[SciPy-User] expanding optimize.brentq
josef.pktd at gmail.com
josef.pktd at gmail.com
Mon Mar 18 22:02:04 EDT 2013
On Mon, Mar 18, 2013 at 3:23 PM, <josef.pktd at gmail.com> wrote:
> On Mon, Mar 18, 2013 at 2:58 PM, Charles R Harris
> <charlesr.harris at gmail.com> wrote:
>>
>>
>> On Mon, Mar 18, 2013 at 11:13 AM, <josef.pktd at gmail.com> wrote:
>>>
>>> Just a thought, given the problems with fsolve
>>>
>>> In scipy.stats.distribution, we use an expanding brentq, which looks
>>> like it works very well.
>>> https://github.com/scipy/scipy/pull/216/files#L0R1175
>>>
>>> A question given that I have not much experience with root finders:
>>>
>>> Is there a general algorithm that has similar properties?
>>>
>>>
>>> In these application we know that the function is strictly monotonic,
>>> but we don't have a bound for brentq without checking.
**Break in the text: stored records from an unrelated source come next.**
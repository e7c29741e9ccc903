use serde::Serialize;
use tokio::sync::broadcast;

use snapgram_shared::types::UserId;

use crate::query::{QueryKey, QueryStatus};

pub const EVENT_QUERY_UPDATED: &str = "query-updated";
pub const EVENT_QUERY_INVALIDATED: &str = "query-invalidated";
pub const EVENT_QUERY_REMOVED: &str = "query-removed";
pub const EVENT_CACHE_CLEARED: &str = "cache-cleared";
pub const EVENT_SESSION_CHANGED: &str = "session-changed";
pub const EVENT_REDIRECT_SIGN_IN: &str = "redirect-sign-in";

/// Broadcast to mounted views whenever a cache entry changes.
#[derive(Debug, Clone, PartialEq, Eq, Serialize)]
#[serde(tag = "kind", rename_all = "kebab-case")]
pub enum CacheEvent {
    Updated { key: QueryKey, status: QueryStatus },
    /// The entry is stale; a mounted view should refetch it.
    Invalidated { key: QueryKey },
    Removed { key: QueryKey },
    Cleared,
}

/// An event with a stable wire name.
pub trait AppEvent: Clone {
    fn name(&self) -> &'static str;
}

impl AppEvent for CacheEvent {
    fn name(&self) -> &'static str {
        match self {
            CacheEvent::Updated { .. } => EVENT_QUERY_UPDATED,
            CacheEvent::Invalidated { .. } => EVENT_QUERY_INVALIDATED,
            CacheEvent::Removed { .. } => EVENT_QUERY_REMOVED,
            CacheEvent::Cleared => EVENT_CACHE_CLEARED,
        }
    }
}

#[derive(Debug, Clone, PartialEq, Eq, Serialize)]
#[serde(tag = "kind", rename_all = "kebab-case")]
pub enum SessionEvent {
    /// No local session marker; the sign-in view should be shown.
    RedirectToSignIn,
    Authenticated { user_id: UserId },
    Unauthenticated,
}

impl AppEvent for SessionEvent {
    fn name(&self) -> &'static str {
        match self {
            SessionEvent::RedirectToSignIn => EVENT_REDIRECT_SIGN_IN,
            _ => EVENT_SESSION_CHANGED,
        }
    }
}

/// Send `event` to every subscriber. Having none is not an error.
pub fn emit_event<E: AppEvent>(tx: &broadcast::Sender<E>, event: E) {
    let name = event.name();
    if tx.send(event).is_err() {
        tracing::trace!(event = name, "No subscribers for event");
    }
}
For some cases
>>> I know one of the bounds (e.g. 0 for non-negative solutions).
>>>
>>> (I could use that right now as a replacement for fsolve.)
>>>
>>
>> I assume you are talking about the 1-D case where you don't have bounding
>> intervals to start with. There are various search methods that can be used
>> to find such intervals, but they can't be guaranteed to work. They all come
>> down to making trials of various points looking for sign reversals, and the
>> searches are either subdividing a larger interval or creating larger and
>> larger intervals by, say, doubling each time around. The addition of such
>> methods would be useful, but they need a failure mode :(
>
> Yes that's pretty much what I would like, and use in the rewritten
> scipy.stats.distribution function.
> But I was hoping there might be something more systematic than "home-made".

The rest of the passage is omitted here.